That said, I'd donate a month's paycheck if they remodeled it to use Buzz
Lightyear's color scheme and design.

------
cwal37
In case people comment without scrolling to the bottom and reading the FAQ:

"Is the design that is selected going to fly to space?

No, as the Z-series is still in the prototype or non-flight phase. The cover
layer of a non-flight suit, which is used for ground-based testing, serves as
abrasion/snag protection, a cover for technical details, and to a lesser
extent, aesthetics. For a flight suit which is actually used for a spacewalk,
the cover layer performs many other important functions such as
micrometeorite, thermal and radiation protection. These requirements drive
selection of specific high-performance materials and design details that would
preclude us from using many of the features you see in these options for the
Z-2 suit. "

------
pekk
I liked the way the old suits' exteriors looked so much better than any of
these ideas.
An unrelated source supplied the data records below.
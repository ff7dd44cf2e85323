//! References between nodes of one segment.

use std::fmt;

use serde::{Deserialize, Serialize};

use super::NodeId;

/// The three edge kinds a record can encode.
#[derive(Debug, Clone, Copy, PartialEq, Eq, Hash, Serialize, Deserialize)]
pub enum RefKind {
    /// The structurally enclosing node. At most one per node.
    Parent,
    /// A node owned by this one.
    Child,
    /// Any other node, possibly not yet decoded when referenced.
    Cross,
}

/// A reference as stored in the stream, plus its resolved target.
///
/// Wire layout is two `u16` words `lo, hi`:
/// `index = lo | (hi & 0x7FFF) << 16`, `hi & 0x8000` is the mask flag.
/// An index of zero is the null reference and never produces a `NodeRef`.
#[derive(Debug, Clone, Copy, PartialEq, Eq, Hash, Serialize, Deserialize)]
pub struct NodeRef {
    pub kind: RefKind,
    pub index: u32,
    pub mask: bool,
    /// Filled by the resolution pass; `None` until then, and after it when
    /// the index has no node in the segment.
    pub target: Option<NodeId>,
}

impl NodeRef {
    pub fn new(kind: RefKind, index: u32, mask: bool) -> Self {
        Self { kind, index, mask, target: None }
    }

    /// Build from the two stored words. Returns `None` for the null index.
    pub fn from_words(kind: RefKind, lo: u16, hi: u16) -> Option<Self> {
        let index = lo as u32 | ((hi as u32 & 0x7FFF) << 16);
        (index > 0).then(|| Self::new(kind, index, hi & 0x8000 != 0))
    }

    pub fn is_resolved(&self) -> bool { self.target.is_some() }
}

impl fmt::Display for NodeRef {
    fn fmt(&self, f: &mut fmt::Formatter<'_>) -> fmt::Result {
        let tag = match self.kind {
            RefKind::Parent => 'P',
            RefKind::Child => 'C',
            RefKind::Cross => 'X',
        };
        write!(f, "{tag}{:04X}", self.index)?;
        if self.mask {
            write!(f, "*")?;
        }
        Ok(())
    }
}

#[cfg(test)]
mod tests {
    use super::*;

    #[test]
    fn test_from_words() {
        let r = NodeRef::from_words(RefKind::Cross, 0x0012, 0x8001).unwrap();
        assert_eq!(r.index, 0x0001_0012);
        assert!(r.mask);
        assert_eq!(r.target, None);
    }

    #[test]
    fn test_zero_index_is_null() {
        assert_eq!(NodeRef::from_words(RefKind::Child, 0, 0), None);
        // mask bit alone does not make a reference
        assert_eq!(NodeRef::from_words(RefKind::Cross, 0, 0x8000), None);
    }

    #[test]
    fn test_display() {
        assert_eq!(NodeRef::new(RefKind::Cross, 0x2A, false).to_string(), "X002A");
        assert_eq!(NodeRef::new(RefKind::Parent, 1, true).to_string(), "P0001*");
    }
}
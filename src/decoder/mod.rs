//! # Record decoding
//!
//! A record decoder is a plain function over a [`NodeReader`]: it pulls
//! fields off the node's byte range in stream order and stores them on the
//! node. The reader owns the offset; decoders never do arithmetic on it
//! beyond `skip`.
//!
//! ```text
//! SegmentReader ──► Registry::lookup(type_id) ──► fn(&mut NodeReader)
//!                                                   │
//!                      codec::read_* ◄──────────────┤ fields
//!                      headers / lists ◄────────────┘ shared shapes
//! ```

pub mod app;
pub mod dc;
pub mod headers;
pub mod lists;
pub mod table;
#[cfg(test)]
pub(crate) mod testing;

use std::sync::Arc;

use uuid::Uuid;

use crate::codec;
use crate::config::DecodeConfig;
use crate::model::{DocumentKind, FileVersion, Node, NodeRef, RefKind, Transformation, Value};
use crate::workbook::WorkbookSink;
use crate::{Error, Result};

pub use headers::Header0;
pub use lists::Item;
pub use table::{Decoder, Registry};

// ============================================================================
// Decode context
// ============================================================================

/// State shared by every decoder of one import.
pub struct DecodeContext {
    version: FileVersion,
    document_kind: Option<DocumentKind>,
    workbook: Option<Arc<dyn WorkbookSink>>,
}

impl DecodeContext {
    pub fn new(config: &DecodeConfig) -> Self {
        Self { version: config.file_version, document_kind: config.document_kind, workbook: None }
    }

    pub fn for_version(year: u32) -> Self {
        Self::new(&DecodeConfig::for_version(year))
    }

    pub fn with_workbook_sink(mut self, sink: Arc<dyn WorkbookSink>) -> Self {
        self.workbook = Some(sink);
        self
    }

    pub fn version(&self) -> FileVersion { self.version }

    pub fn document_kind(&self) -> Option<DocumentKind> { self.document_kind }

    /// Record the kind declared by a Document record.
    pub fn declare_document_kind(&mut self, kind: DocumentKind) {
        match self.document_kind {
            Some(prev) if prev != kind => {
                tracing::warn!(%prev, %kind, "document record redefines document kind");
            }
            _ => {}
        }
        self.document_kind = Some(kind);
    }
}

impl std::fmt::Debug for DecodeContext {
    fn fmt(&self, f: &mut std::fmt::Formatter<'_>) -> std::fmt::Result {
        f.debug_struct("DecodeContext")
            .field("version", &self.version)
            .field("document_kind", &self.document_kind)
            .field("workbook", &self.workbook.is_some())
            .finish()
    }
}

// ============================================================================
// Node reader
// ============================================================================

/// Cursor over one record's payload, writing into its node.
pub struct NodeReader<'a> {
    data: &'a [u8],
    pos: usize,
    node: &'a mut Node,
    ctx: &'a mut DecodeContext,
}

macro_rules! named_scalar {
    ($name:ident, $take:ident, $ty:ty) => {
        pub fn $name(&mut self, field: &str) -> Result<$ty> {
            let v = self.$take()?;
            self.set(field, v);
            Ok(v)
        }
    };
}

macro_rules! named_array {
    ($name:ident, $read:path, $ty:ty) => {
        pub fn $name(&mut self, field: &str, count: usize) -> Result<Vec<$ty>> {
            let v = self.read_with(|buf, i| $read(buf, i, count))?;
            self.set(field, v.clone());
            Ok(v)
        }
    };
}

impl<'a> NodeReader<'a> {
    pub fn new(data: &'a [u8], node: &'a mut Node, ctx: &'a mut DecodeContext) -> Self {
        Self { data, pos: 0, node, ctx }
    }

    // --- cursor ---

    pub fn position(&self) -> usize { self.pos }

    /// Payload length of the record.
    pub fn len(&self) -> usize { self.data.len() }

    pub fn is_empty(&self) -> bool { self.data.is_empty() }

    pub fn remaining(&self) -> usize { self.data.len().saturating_sub(self.pos) }

    pub fn skip(&mut self, n: usize) { self.pos += n; }

    /// Skip the block-size marker that releases after 2010 write before
    /// sub-blocks.
    pub fn skip_block_size(&mut self) {
        if self.ctx.version.has_block_sizes() {
            self.pos += 4;
        }
    }

    /// Restart at the beginning of the record.
    pub fn rewind(&mut self) { self.pos = 0; }

    /// Move the cursor back to a position returned by `position()`.
    pub fn seek(&mut self, pos: usize) { self.pos = pos; }

    /// Mark the whole record as consumed.
    pub fn consume_all(&mut self) { self.pos = self.data.len(); }

    pub fn version(&self) -> u32 { self.ctx.version.year() }

    pub fn context(&mut self) -> &mut DecodeContext { &mut *self.ctx }

    /// Document kind, which must already be known at this point of the
    /// stream.
    pub fn require_document_kind(&self, expected: &'static str) -> Result<DocumentKind> {
        self.ctx.document_kind.ok_or(Error::DocumentKind { expected })
    }

    // --- node access ---

    pub fn node(&self) -> &Node { &*self.node }

    pub fn attr(&self, field: &str) -> Option<&Value> { self.node.attributes.get(field) }

    pub fn set(&mut self, field: &str, value: impl Into<Value>) {
        self.node.attributes.insert(field, value.into());
    }

    /// Store `value` unless the field was already read.
    pub fn set_default(&mut self, field: &str, value: impl Into<Value>) {
        if !self.node.attributes.contains(field) {
            self.set(field, value);
        }
    }

    pub fn remove(&mut self, field: &str) -> Option<Value> {
        self.node.attributes.remove(field)
    }

    pub fn set_type_name(&mut self, name: impl Into<String>) {
        self.node.type_name = Some(name.into());
    }

    pub fn set_name(&mut self, name: impl Into<String>) {
        self.node.name = Some(name.into());
    }

    pub fn name(&self) -> Option<&str> { self.node.name.as_deref() }

    // --- raw reads (not stored) ---

    fn read_with<T>(&mut self, f: impl FnOnce(&[u8], usize) -> Result<(T, usize)>) -> Result<T> {
        let (v, next) = f(self.data, self.pos)?;
        self.pos = next;
        Ok(v)
    }

    pub fn take_u8(&mut self) -> Result<u8> { self.read_with(codec::read_u8) }
    pub fn take_u16(&mut self) -> Result<u16> { self.read_with(codec::read_u16) }
    pub fn take_u32(&mut self) -> Result<u32> { self.read_with(codec::read_u32) }
    pub fn take_i16(&mut self) -> Result<i16> { self.read_with(codec::read_i16) }
    pub fn take_i32(&mut self) -> Result<i32> { self.read_with(codec::read_i32) }
    pub fn take_f32(&mut self) -> Result<f32> { self.read_with(codec::read_f32) }
    pub fn take_f64(&mut self) -> Result<f64> { self.read_with(codec::read_f64) }
    pub fn take_uuid(&mut self) -> Result<Uuid> { self.read_with(codec::read_uuid) }
    pub fn take_text16(&mut self) -> Result<String> { self.read_with(codec::read_text16) }
    pub fn take_text8(&mut self) -> Result<String> { self.read_with(codec::read_text8) }

    pub fn take_bool(&mut self) -> Result<bool> { Ok(self.take_u8()? != 0) }

    pub fn take_u16_array(&mut self, count: usize) -> Result<Vec<u16>> {
        self.read_with(|b, i| codec::read_u16_array(b, i, count))
    }

    pub fn take_u32_array(&mut self, count: usize) -> Result<Vec<u32>> {
        self.read_with(|b, i| codec::read_u32_array(b, i, count))
    }

    pub fn take_f64_array(&mut self, count: usize) -> Result<Vec<f64>> {
        self.read_with(|b, i| codec::read_f64_array(b, i, count))
    }

    pub fn take_bytes(&mut self, count: usize) -> Result<&'a [u8]> {
        let data = self.data;
        let b = codec::take(data, self.pos, count)?;
        self.pos += count;
        Ok(b)
    }

    /// A reference word pair. Child references are also registered on the
    /// node's child list.
    pub fn take_ref(&mut self, kind: RefKind) -> Result<Option<NodeRef>> {
        let lo = self.take_u16()?;
        let hi = self.take_u16()?;
        let r = NodeRef::from_words(kind, lo, hi);
        if let (Some(r), RefKind::Child) = (r, kind) {
            self.node.children.push(r);
        }
        Ok(r)
    }

    // --- named fields ---

    named_scalar!(u8, take_u8, u8);
    named_scalar!(u16, take_u16, u16);
    named_scalar!(u32, take_u32, u32);
    named_scalar!(i16, take_i16, i16);
    named_scalar!(i32, take_i32, i32);
    named_scalar!(f32, take_f32, f32);
    named_scalar!(f64, take_f64, f64);
    named_scalar!(uuid, take_uuid, Uuid);
    named_scalar!(boolean, take_bool, bool);

    named_array!(u8_array, codec::read_u8_array, u8);
    named_array!(u16_array, codec::read_u16_array, u16);
    named_array!(u32_array, codec::read_u32_array, u32);
    named_array!(i16_array, codec::read_i16_array, i16);
    named_array!(i32_array, codec::read_i32_array, i32);
    named_array!(f32_array, codec::read_f32_array, f32);
    named_array!(f64_array, codec::read_f64_array, f64);

    pub fn color_rgba(&mut self, field: &str) -> Result<[f32; 4]> {
        let v = self.read_with(|b, i| codec::read_f32_array(b, i, 4))?;
        let rgba = [v[0], v[1], v[2], v[3]];
        self.set(field, v);
        Ok(rgba)
    }

    pub fn text16(&mut self, field: &str) -> Result<String> {
        let s = self.take_text16()?;
        self.set(field, s.as_str());
        Ok(s)
    }

    pub fn text8(&mut self, field: &str) -> Result<String> {
        let s = self.take_text8()?;
        self.set(field, s.as_str());
        Ok(s)
    }

    /// UTF-16 text that names the node itself.
    pub fn name16(&mut self) -> Result<String> {
        let s = self.take_text16()?;
        self.node.name = Some(s.clone());
        Ok(s)
    }

    /// 8-bit text that names the node itself.
    pub fn name8(&mut self) -> Result<String> {
        let s = self.take_text8()?;
        self.node.name = Some(s.clone());
        Ok(s)
    }

    /// `u16` mapped through a name table; unknown codes keep the number.
    pub fn enum16(&mut self, field: &str, table: &[&str]) -> Result<u16> {
        let code = self.take_u16()?;
        match table.get(code as usize) {
            Some(name) => self.set(field, *name),
            None => self.set(field, code),
        }
        Ok(code)
    }

    pub fn cross_ref(&mut self, field: &str) -> Result<Option<NodeRef>> {
        let r = self.take_ref(RefKind::Cross)?;
        self.set(field, r);
        Ok(r)
    }

    pub fn child_ref(&mut self, field: &str) -> Result<Option<NodeRef>> {
        let r = self.take_ref(RefKind::Child)?;
        self.set(field, r);
        Ok(r)
    }

    pub fn parent_ref(&mut self) -> Result<Option<NodeRef>> {
        let r = self.take_ref(RefKind::Parent)?;
        self.node.parent = r;
        Ok(r)
    }

    pub fn transformation(&mut self) -> Result<Transformation> {
        let t = self.read_with(Transformation::read)?;
        self.set("transformation", t.to_value());
        Ok(t)
    }

    /// `rows` consecutive `f64[cols]` arrays.
    pub fn f64_rows(&mut self, field: &str, rows: usize, cols: usize) -> Result<()> {
        let mut out = Vec::with_capacity(rows.min(self.remaining()));
        for _ in 0..rows {
            out.push(Value::from(self.take_f64_array(cols)?));
        }
        self.set(field, Value::Array(out));
        Ok(())
    }

    /// `rows` consecutive `u32[cols]` arrays.
    pub fn u32_rows(&mut self, field: &str, rows: usize, cols: usize) -> Result<()> {
        let mut out = Vec::with_capacity(rows.min(self.remaining()));
        for _ in 0..rows {
            out.push(Value::from(self.take_u32_array(cols)?));
        }
        self.set(field, Value::Array(out));
        Ok(())
    }

    /// Hand an embedded workbook to the configured sink. Without a sink the
    /// bytes are only counted.
    pub fn save_workbook(&mut self, bytes: &[u8]) -> Result<()> {
        let file_name = format!("{}_{:04X}.xls", self.node.label(), self.node.id.0);
        self.set("workbook_size", bytes.len() as u32);
        match &self.ctx.workbook {
            Some(sink) => {
                sink.save(&file_name, bytes)?;
                self.set("workbook", file_name.as_str());
            }
            None => tracing::debug!(%file_name, size = bytes.len(), "no workbook sink, skipping"),
        }
        Ok(())
    }
}

#[cfg(test)]
mod tests {
    use super::*;
    use crate::model::{ByteRange, NodeId, TypeId};
    use crate::workbook::CollectingSink;

    fn node(len: usize) -> Node {
        Node::new(NodeId(1), TypeId(0x1234_5678), ByteRange { offset: 0, len })
    }

    #[test]
    fn test_block_size_gate() {
        let data = [0u8; 8];
        let mut n = node(8);
        let mut ctx = DecodeContext::for_version(2010);
        let mut r = NodeReader::new(&data, &mut n, &mut ctx);
        r.skip_block_size();
        assert_eq!(r.position(), 0);

        let mut ctx = DecodeContext::for_version(2011);
        let mut r = NodeReader::new(&data, &mut n, &mut ctx);
        r.skip_block_size();
        assert_eq!(r.position(), 4);
    }

    #[test]
    fn test_named_fields_are_stored_in_order() {
        let mut data = vec![0x07];
        data.extend_from_slice(&(-2i32).to_le_bytes());
        data.extend_from_slice(&1.25f64.to_le_bytes());
        let mut n = node(data.len());
        let mut ctx = DecodeContext::for_version(2019);
        let mut r = NodeReader::new(&data, &mut n, &mut ctx);
        assert_eq!(r.u8("u8_0").unwrap(), 7);
        assert_eq!(r.i32("s32_0").unwrap(), -2);
        assert_eq!(r.f64("x").unwrap(), 1.25);
        assert_eq!(r.remaining(), 0);
        let keys: Vec<_> = n.attributes.keys().collect();
        assert_eq!(keys, vec!["u8_0", "s32_0", "x"]);
    }

    #[test]
    fn test_refs() {
        // child 5, null cross, parent 2
        let data = [5, 0, 0, 0, 0, 0, 0, 0, 2, 0, 0, 0];
        let mut n = node(12);
        let mut ctx = DecodeContext::for_version(2019);
        let mut r = NodeReader::new(&data, &mut n, &mut ctx);
        r.child_ref("label").unwrap();
        assert_eq!(r.cross_ref("ref_1").unwrap(), None);
        r.parent_ref().unwrap();
        assert_eq!(n.children.len(), 1);
        assert_eq!(n.get("ref_1"), Some(&Value::Null));
        assert_eq!(n.parent.map(|p| p.index), Some(2));
    }

    #[test]
    fn test_enum16() {
        let data = [1, 0, 9, 0];
        let mut n = node(4);
        let mut ctx = DecodeContext::for_version(2019);
        let mut r = NodeReader::new(&data, &mut n, &mut ctx);
        r.enum16("a", &["zero", "one"]).unwrap();
        r.enum16("b", &["zero", "one"]).unwrap();
        assert_eq!(n.get("a"), Some(&Value::from("one")));
        assert_eq!(n.get("b"), Some(&Value::U16(9)));
    }

    #[test]
    fn test_document_kind_precondition() {
        let mut n = node(0);
        let mut ctx = DecodeContext::for_version(2019);
        let r = NodeReader::new(&[], &mut n, &mut ctx);
        assert!(matches!(r.require_document_kind("part"), Err(Error::DocumentKind { .. })));
    }

    #[test]
    fn test_save_workbook() {
        let sink = Arc::new(CollectingSink::new());
        let mut ctx = DecodeContext::for_version(2019).with_workbook_sink(sink.clone());
        let mut n = node(0).with_type_name("EmbeddedExcel");
        n.id = NodeId(0x1F);
        let mut r = NodeReader::new(&[], &mut n, &mut ctx);
        r.save_workbook(b"book").unwrap();
        assert_eq!(sink.take(), vec![("EmbeddedExcel_001F.xls".to_string(), b"book".to_vec())]);
        assert_eq!(n.get("workbook"), Some(&Value::from("EmbeddedExcel_001F.xls")));
    }
}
Even the Z-1 they show at the top of the page is so, so much
better.

As often happens, an instance of designers mistaking their own taste for
something that everyone will see as better.

------
Tobani
To infinity and beyond?

[http://wordlesstech.com/wp-
content/uploads/2012/12/NASAs-Z-1...](http://wordlesstech.com/wp-
content/uploads/2012/12/NASAs-Z-1-new-Spacesuit-1-640x430.jpg)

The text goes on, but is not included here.